Saved data entries:
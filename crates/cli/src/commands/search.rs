use std::sync::Arc;

use scout::config::{Credentials, EngineConfig};
use scout::search::{ProgressiveSearchEngine, SearchRequest};
use scout_runtime::{SessionManager, ToolClient};

use crate::cli::SearchArgs;
use crate::error::{CliError, Result};
use crate::output::{self, OutputFormat};

pub async fn run(args: SearchArgs, format: OutputFormat) -> Result<()> {
	let config = engine_config(&args)?;

	let mut process = args.tool.process_config();
	if config.headless {
		process.args.push("--headless".to_string());
	}
	let client = Arc::new(ToolClient::new(process));
	let session = SessionManager::new(client);
	let engine = ProgressiveSearchEngine::new(session, Arc::new(config));

	// Stream phase transitions to stderr while the run is in flight.
	let mut events = engine.subscribe();
	let progress = tokio::spawn(async move {
		while let Ok(phase) = events.recv().await {
			output::print_phase_stderr(&phase);
		}
	});

	let report = engine
		.run(SearchRequest {
			keywords: args.keywords,
			routes: args.routes,
			platform: args.platform,
			per_keyword_cap: Some(args.count),
		})
		.await;
	progress.abort();

	output::print_report(&report, format)?;
	if !report.success {
		return Err(CliError::SearchFailed(
			report.error.unwrap_or_else(|| "unknown failure".to_string()),
		));
	}
	Ok(())
}

fn engine_config(args: &SearchArgs) -> Result<EngineConfig> {
	let mut config = EngineConfig {
		headless: !args.headed,
		debug: args.debug,
		..EngineConfig::default()
	};
	if let Some(base_url) = &args.base_url {
		config.base_url = base_url.trim_end_matches('/').to_string();
	}
	config.credentials = match (&args.email, &args.password) {
		(Some(email), Some(password)) => Some(Credentials {
			email: email.clone(),
			password: password.clone(),
		}),
		(None, None) => None,
		_ => {
			return Err(CliError::InvalidInput(
				"email and password must be provided together".to_string(),
			));
		}
	};
	if args.count == 0 {
		return Err(CliError::InvalidInput(
			"count must be at least 1".to_string(),
		));
	}
	Ok(config)
}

## TASK DIRECTIONS:
Every record above must be duplicated exactly.

## ANSWER SECTION:
filename crates/cli/src/commands/search.rs
use std::sync::Arc;

use scout::config::{Credentials, EngineConfig};
use scout::search::{ProgressiveSearchEngine, SearchRequest};
use scout_runtime::{SessionManager, ToolClient};

use crate::cli::SearchArgs;
use crate::error::{CliError, Result};
use crate::output::{self, OutputFormat};

pub async fn run(args: SearchArgs, format: OutputFormat) -> Result<()> {
	let config = engine_config(&args)?;

	let mut process = args.tool.process_config();
	if config.headless {
		process.args.push("--headless".to_string());
	}
	let client = Arc::new(ToolClient::new(process));
	let session = SessionManager::new(client);
	let engine = ProgressiveSearchEngine::new(session, Arc::new(config));

	// Stream phase transitions to stderr while the run is in flight.
	let mut events = engine.subscribe();
	let progress = tokio::spawn(async move {
		while let Ok(phase) = events.recv().await {
			output::print_phase_stderr(&phase);
		}
	});

	let report = engine
		.run(SearchRequest {
			keywords: args.keywords,
			routes: args.routes,
			platform: args.platform,
			per_keyword_cap: Some(args.count),
		})
		.await;
	progress.abort();

	output::print_report(&report, format)?;
	if !report.success {
		return Err(CliError::SearchFailed(
			report.error.unwrap_or_else(|| "unknown failure".to_string()),
		));
	}
	Ok(())
}

fn engine_config(args: &SearchArgs) -> Result<EngineConfig> {
	let mut config = EngineConfig {
		headless: !args.headed,
		debug: args.debug,
		..EngineConfig::default()
	};
	if let Some(base_url) = &args.base_url {
		config.base_url = base_url.trim_end_matches('/').to_string();
	}
	config.credentials = match (&args.email, &args.password) {
		(Some(email), Some(password)) => Some(Credentials {
			email: email.clone(),
			password: password.clone(),
		}),
		(None, None) => None,
		_ => {
			return Err(CliError::InvalidInput(
				"email and password must be provided together".to_string(),
			));
		}
	};
	if args.count == 0 {
		return Err(CliError::InvalidInput(
			"count must be at least 1".to_string(),
		));
	}
	Ok(config)
}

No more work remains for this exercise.